Changing stroke rehab and research worldwide now.Time is Brain! trillions and trillions of neurons that DIE each day because there are NO effective hyperacute therapies besides tPA(only 12% effective). I have 523 posts on hyperacute therapy, enough for researchers to spend decades proving them out. These are my personal ideas and blog on stroke rehabilitation and stroke research. Do not attempt any of these without checking with your medical provider. Unless you join me in agitating, when you need these therapies they won't be there.

What this blog is for:

My blog is not to help survivors recover, it is to have the 10 million yearly stroke survivors light fires underneath their doctors, stroke hospitals and stroke researchers to get stroke solved. 100% recovery. The stroke medical world is completely failing at that goal, they don't even have it as a goal. Shortly after getting out of the hospital and getting NO information on the process or protocols of stroke rehabilitation and recovery I started searching on the internet and found that no other survivor received useful information. This is an attempt to cover all stroke rehabilitation information that should be readily available to survivors so they can talk with informed knowledge to their medical staff. It lays out what needs to be done to get stroke survivors closer to 100% recovery. It's quite disgusting that this information is not available from every stroke association and doctors group.

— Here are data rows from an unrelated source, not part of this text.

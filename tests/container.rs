//! Container inspection against hostile and edge-case archives.

mod common;

use common::{build_apk, synthetic_dex};

use dexprobe::error::DexProbeError;
use dexprobe::scan::{ApkListing, ScanConfig};

#[test]
fn truncated_archive_is_invalid_container() {
    let apk = build_apk(&[("classes.dex", b"payload" as &[u8])]);
    // Chop off the end of central directory record
    let truncated = &apk[..apk.len() - 10];
    assert!(matches!(
        ApkListing::open(truncated, &ScanConfig::default()),
        Err(DexProbeError::InvalidContainer(_))
    ));
}

#[test]
fn empty_input_is_invalid_container() {
    assert!(matches!(
        ApkListing::open(&[], &ScanConfig::default()),
        Err(DexProbeError::InvalidContainer(_))
    ));
}

#[test]
fn listing_does_not_inflate_until_asked() {
    // A large entry must not block listing when only names are needed
    let big = vec![0u8; 1 << 20];
    let apk = build_apk(&[
        ("assets/blob.bin", big.as_slice()),
        ("classes.dex", b"tiny"),
    ]);
    let config = ScanConfig {
        max_entry_size: 16,
        ..ScanConfig::default()
    };
    let mut listing = ApkListing::open(&apk, &config).unwrap();
    assert_eq!(listing.entries().len(), 2);
    assert_eq!(listing.entries()[0].size, 1 << 20);
    // the small entry still reads fine under the same ceiling
    assert_eq!(listing.read_named("classes.dex").unwrap().unwrap(), b"tiny");
}

#[test]
fn multidex_extraction_reports_per_payload_failures() {
    let good = synthetic_dex(0x100);
    let huge = vec![0u8; 0x800];
    let apk = build_apk(&[
        ("classes.dex", good.as_slice()),
        ("classes2.dex", huge.as_slice()),
    ]);
    let config = ScanConfig {
        max_dex_size: 0x400,
        ..ScanConfig::default()
    };
    let mut listing = ApkListing::open(&apk, &config).unwrap();
    let dexes = listing.extract_dex();
    assert_eq!(dexes.len(), 2);
    assert!(dexes[0].1.is_ok());
    assert!(matches!(
        dexes[1].1,
        Err(DexProbeError::EntryTooLarge { .. })
    ));
}

#[test]
fn nested_paths_do_not_count_as_primary_dex() {
    let apk = build_apk(&[("assets/classes.dex", b"decoy" as &[u8])]);
    let mut listing = ApkListing::open(&apk, &ScanConfig::default()).unwrap();
    assert!(listing.dex_entry_names().is_empty());
    assert!(listing.read_named("classes.dex").is_none());
    assert!(listing.extract_dex().is_empty());
}
//! Core data types, organized by submodule.

pub mod dex;
pub mod rule;
pub mod verdict;

// Re-exports for convenient access under crate::core::*
pub use dex::{AnomalyFlags, DexHeader, Endian, DEX_HEADER_SIZE};
pub use rule::{AnomalyKind, MatchMode, Predicate, SignatureRule};
pub use verdict::{Evidence, EvidenceKind, Protection, ScanReport, Verdict, SCHEMA_VERSION};
//! Shared builders for unit tests: synthetic DEX payloads and in-memory APKs.

use std::io::{Cursor, Write};

use zip::write::FileOptions;
use zip::ZipWriter;

use crate::core::dex::{DEX_HEADER_SIZE, ENDIAN_CONSTANT};
use crate::scan::dex::adler32;

/// Minimal well-formed DEX buffer: valid magic and endian tag, coherent
/// sizes, correct checksum. `len` must be at least the header size.
pub(crate) fn synthetic_dex(len: usize) -> Vec<u8> {
    assert!(len >= DEX_HEADER_SIZE);
    let mut buf = vec![0u8; len];
    buf[..8].copy_from_slice(b"dex\n035\0");
    let put = |buf: &mut [u8], off: usize, v: u32| {
        buf[off..off + 4].copy_from_slice(&v.to_le_bytes());
    };
    put(&mut buf, 0x20, len as u32); // file_size
    put(&mut buf, 0x24, DEX_HEADER_SIZE as u32); // header_size
    put(&mut buf, 0x28, ENDIAN_CONSTANT);
    put(&mut buf, 0x68, (len - DEX_HEADER_SIZE) as u32); // data_size
    put(&mut buf, 0x6c, DEX_HEADER_SIZE as u32); // data_off
    let sum = adler32(&buf[0x0c..]);
    put(&mut buf, 0x08, sum);
    buf
}

/// Build an in-memory zip archive with the given entries, in order.
pub(crate) fn build_apk(entries: &[(&str, &[u8])]) -> Vec<u8> {
    let mut writer = ZipWriter::new(Cursor::new(Vec::new()));
    let options = FileOptions::default();
    for (name, data) in entries {
        writer.start_file(name.to_string(), options).unwrap();
        writer.write_all(data).unwrap();
    }
    writer.finish().unwrap().into_inner()
}
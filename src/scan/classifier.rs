//! Packer classification over one package.
//!
//! `classify` is a total function: parsing failures on hostile or corrupt
//! input degrade into verdict evidence instead of propagating, so the
//! presentation layer always receives a verdict. Only catalog
//! misconfiguration (caught at `SignatureCatalog` construction) is fatal.

use std::fs;
use std::path::Path;

use tracing::{debug, info};

use crate::core::dex::{AnomalyFlags, DexHeader};
use crate::core::verdict::{
    Evidence, EvidenceKind, Protection, ScanReport, Verdict, SCHEMA_VERSION,
};
use crate::error::{DexProbeError, Result};
use crate::scan::builtin::builtin_catalog;
use crate::scan::catalog::{first_match, EvalContext, SignatureCatalog};
use crate::scan::config::ScanConfig;
use crate::scan::container::ApkListing;
use crate::scan::dex;

/// Name of the primary executable entry.
const PRIMARY_DEX: &str = "classes.dex";

/// Stateless classification engine. Safe to share across threads; each call
/// owns its own cursor, listing, and header.
pub struct Classifier {
    catalog: SignatureCatalog,
    config: ScanConfig,
}

impl Classifier {
    pub fn new(catalog: SignatureCatalog, config: ScanConfig) -> Self {
        Self { catalog, config }
    }

    /// Engine with the built-in catalog and default resource ceilings.
    pub fn with_builtin() -> Self {
        Self::new(builtin_catalog().clone(), ScanConfig::default())
    }

    pub fn catalog(&self) -> &SignatureCatalog {
        &self.catalog
    }

    /// Classify one package. Total and deterministic: the same byte sequence
    /// always yields the same verdict and the same evidence order.
    pub fn classify(&self, bytes: &[u8]) -> Verdict {
        self.scan(bytes).verdict
    }

    /// Classify one package and return the full report, including the decoded
    /// header field map for display layers.
    pub fn scan(&self, bytes: &[u8]) -> ScanReport {
        let span = tracing::info_span!("scan", size_bytes = bytes.len());
        let _g = span.enter();

        let apk_md5 = format!("{:x}", md5::compute(bytes));
        let mut evidence: Vec<Evidence> = Vec::new();

        debug!(phase = "container", "opening package archive");
        let mut listing = match ApkListing::open(bytes, &self.config) {
            Ok(listing) => listing,
            Err(err) => {
                // Not a readable archive at all: short-circuit, nothing else
                // can be inspected.
                info!(error = %err, "package container unreadable");
                evidence.push(Evidence::new(
                    EvidenceKind::InvalidContainer,
                    format!("not a valid package container: {err}"),
                ));
                return ScanReport {
                    schema_version: SCHEMA_VERSION.to_string(),
                    size_bytes: bytes.len() as u64,
                    verdict: Verdict {
                        protection: Protection::UnknownProtectorSuspected,
                        evidence,
                    },
                    header: None,
                    anomalies: Vec::new(),
                    dex_entries: Vec::new(),
                    apk_md5,
                    dex_md5: None,
                };
            }
        };

        let duplicates = listing.duplicate_significant_entries();
        for name in &duplicates {
            evidence.push(Evidence::new(
                EvidenceKind::DuplicateEntry,
                format!("container stores '{name}' more than once"),
            ));
        }
        let dex_entries = listing.dex_entry_names();

        debug!(phase = "dex", "parsing primary DEX header");
        let mut header: Option<DexHeader> = None;
        let mut anomalies = AnomalyFlags::empty();
        let mut dex_md5: Option<String> = None;
        let mut dex_absent = true;
        match listing.read_dex_named(PRIMARY_DEX) {
            None => {
                evidence.push(Evidence::new(
                    EvidenceKind::DexMissing,
                    format!("no '{PRIMARY_DEX}' entry in container"),
                ));
            }
            Some(Err(err)) => {
                let kind = match err {
                    DexProbeError::EntryTooLarge { .. } => EvidenceKind::EntryTooLarge,
                    _ => EvidenceKind::DexUnparseable,
                };
                evidence.push(Evidence::new(kind, err.to_string()));
            }
            Some(Ok(dex_bytes)) => {
                dex_md5 = Some(format!("{:x}", md5::compute(&dex_bytes)));
                match dex::parse(&dex_bytes) {
                    Ok(parsed) => {
                        dex_absent = false;
                        anomalies = parsed.anomalies;
                        header = Some(parsed.header);
                        for warning in parsed.warnings {
                            evidence.push(Evidence::new(EvidenceKind::HeaderAnomaly, warning));
                        }
                    }
                    Err(err) => {
                        evidence.push(Evidence::new(
                            EvidenceKind::DexUnparseable,
                            err.to_string(),
                        ));
                    }
                }
            }
        }

        debug!(phase = "rules", rule_count = self.catalog.len(), "evaluating catalog");
        let mut ctx = EvalContext::new(&mut listing, anomalies, dex_absent);
        let matched = first_match(&self.catalog, &mut ctx);
        let matched = matched.cloned();
        evidence.append(&mut ctx.side_evidence);

        let protection = if let Some(rule) = matched {
            evidence.push(Evidence::new(
                EvidenceKind::RuleMatch,
                format!(
                    "rule '{}' (priority {}) matched: {}",
                    rule.packer_id,
                    rule.priority,
                    rule.predicate.describe()
                ),
            ));
            info!(packer_id = %rule.packer_id, "protector identified");
            Protection::ProtectedBy(rule.packer_id)
        } else if dex_absent || !anomalies.is_empty() || !duplicates.is_empty() {
            info!("no rule matched but structural evidence present");
            Protection::UnknownProtectorSuspected
        } else {
            info!("package classified as unprotected");
            Protection::Unprotected
        };

        ScanReport {
            schema_version: SCHEMA_VERSION.to_string(),
            size_bytes: bytes.len() as u64,
            verdict: Verdict {
                protection,
                evidence,
            },
            header,
            anomalies: anomalies.names().iter().map(|s| s.to_string()).collect(),
            dex_entries,
            apk_md5,
            dex_md5,
        }
    }

    /// Read one package from disk, bounded by the configured file ceiling,
    /// and scan it.
    pub fn scan_path(&self, path: &Path) -> Result<ScanReport> {
        let meta = fs::metadata(path)?;
        if meta.len() > self.config.max_file_size {
            return Err(DexProbeError::FileTooLarge {
                size: meta.len(),
                limit: self.config.max_file_size,
            });
        }
        let bytes = fs::read(path)?;
        Ok(self.scan(&bytes))
    }
}

impl Default for Classifier {
    fn default() -> Self {
        Self::with_builtin()
    }
}

#[cfg(test)]
mod tests {
    use super::*;
    use crate::testutil::{build_apk, synthetic_dex};

    #[test]
    fn clean_package_is_unprotected() {
        let dex = synthetic_dex(0x200);
        let apk = build_apk(&[("classes.dex", dex.as_slice())]);
        let classifier = Classifier::with_builtin();
        let verdict = classifier.classify(&apk);
        assert_eq!(verdict.protection, Protection::Unprotected);
        assert!(verdict.evidence.is_empty());
    }

    #[test]
    fn invalid_container_short_circuits_to_unknown() {
        let classifier = Classifier::with_builtin();
        let verdict = classifier.classify(b"garbage bytes, no archive here");
        assert_eq!(verdict.protection, Protection::UnknownProtectorSuspected);
        assert_eq!(verdict.evidence.len(), 1);
        assert_eq!(verdict.evidence[0].kind, EvidenceKind::InvalidContainer);
    }

    #[test]
    fn marker_library_identifies_protector_without_dex() {
        let apk = build_apk(&[("lib/armeabi/libsecexe.so", b"\x7fELF" as &[u8])]);
        let classifier = Classifier::with_builtin();
        let verdict = classifier.classify(&apk);
        assert_eq!(
            verdict.protection,
            Protection::ProtectedBy("bangcle".to_string())
        );
        // dex-missing evidence precedes the rule match
        assert_eq!(verdict.evidence[0].kind, EvidenceKind::DexMissing);
        assert_eq!(
            verdict.evidence.last().unwrap().kind,
            EvidenceKind::RuleMatch
        );
    }

    #[test]
    fn report_carries_header_fields_and_digests() {
        let dex = synthetic_dex(0x200);
        let apk = build_apk(&[("classes.dex", dex.as_slice())]);
        let classifier = Classifier::with_builtin();
        let report = classifier.scan(&apk);
        assert_eq!(report.schema_version, SCHEMA_VERSION);
        assert_eq!(report.dex_entries, vec!["classes.dex"]);
        assert_eq!(
            report.dex_md5.as_deref(),
            Some(format!("{:x}", md5::compute(&dex)).as_str())
        );
        let fields = report.header_fields().unwrap();
        assert_eq!(fields[0].0, "header_magic");
    }

    #[test]
    fn scan_path_enforces_file_ceiling() {
        use std::io::Write;
        let dir = tempfile::tempdir().unwrap();
        let path = dir.path().join("big.apk");
        let mut f = fs::File::create(&path).unwrap();
        f.write_all(&vec![0u8; 2048]).unwrap();
        drop(f);

        let config = ScanConfig {
            max_file_size: 1024,
            ..ScanConfig::default()
        };
        let classifier = Classifier::new(builtin_catalog().clone(), config);
        match classifier.scan_path(&path) {
            Err(DexProbeError::FileTooLarge { size, limit }) => {
                assert_eq!(size, 2048);
                assert_eq!(limit, 1024);
            }
            other => panic!("expected FileTooLarge, got {other:?}"),
        }
    }
}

Thursday, January 20, 2022

Therapeutic Effects of a Newly Developed 3D Magnetic Finger Rehabilitation Device in Subacute Stroke Patients: A Pilot Study

Sounds good, when will your stroke hospital get it? Assuming that they even know this research exists.

Therapeutic Effects of a Newly Developed 3D Magnetic Finger Rehabilitation Device in Subacute Stroke Patients: A Pilot Study

Sung-Hoon Kim 1 , Dong-Min Ji 1 , Chan-Yong Kim 2 , Sung-Bok Choi 2 , Min-Cheol Joo 2 and Min-Su Kim 2,* 1 Department of Electronics Convergence Engineering, Wonkwang University, 460 Iksandae-ro, Iksan 54538, Korea; kshoon@wku.ac.kr (S.-H.K.); anggole94@gmail.com (D.-M.J.) 2 Department of Rehabilitation Medicine, College of Medicine, Wonkwang University, 460 Iksandae-ro, Iksan 54538, Korea; cy7974@naver.com (C.-Y.K.); csb950801@naver.com (S.-B.C.); jmc77@hanmail.net (M.-C.J.) * Correspondence: helmaine@naver.com; Tel.: +82-6-3859-1610; Fax: +82-6-3859-2128 

Abstract: 

We developed a magnetic-force-based three-dimensional (3D) rehabilitation device that can perform motor rehabilitation treatment for paralyzed fingers, regardless of upper extremity movement and position, and investigated the therapeutic effects of the device. An end-effector type rehabilitation device that can generate magnetic fields in three directions was developed using electromagnets and permanent magnetics. A double-blinded randomized controlled pilot study was conducted with a total of 12 patients. The intervention group had rehabilitation treatment using the developed magnetic finger rehabilitation device for 30 min a day for four weeks. The control group underwent exercise rehabilitation treatment. The control group received conventional occupational therapy on the upper limbs, including hands, from an occupational therapist, for the same amount of time. Adverse effects were monitored, and the patient’s sensory or proprioceptive deficits were examined before the intervention. No participants reported safety concerns while the intervention was conducted. The Wolf Motor Function Test (WMFT) scores were significantly improved in the intervention group (from 13.4 ± 3.6 to 20.9 ± 4.0 points) compared to the control group (from 13.1 ± 4.0 to 15.2 ± 3.8 points) (p = 0.016). The patients in the intervention group (from 88 ± 12 to 67 ± 13 s) showed greater improvement of WMFT times compared to the control group (from 89 ± 10 to 73 ± 11 s) (p = 0.042). The Manual Function Test and the upper limb score of the Fugl-Meyer Assessment were significantly improved in the intervention group compared with the control group (p = 0.038 and p = 0.042). The patients in the intervention group also showed significantly greater enhancement of the Korean version of the modified Barthel Index than the control group (p = 0.042). Rehabilitation treatment using the 3D magnetic-force-driven finger rehabilitation device helped improve finger motor function and activities of daily living in subacute stroke patients.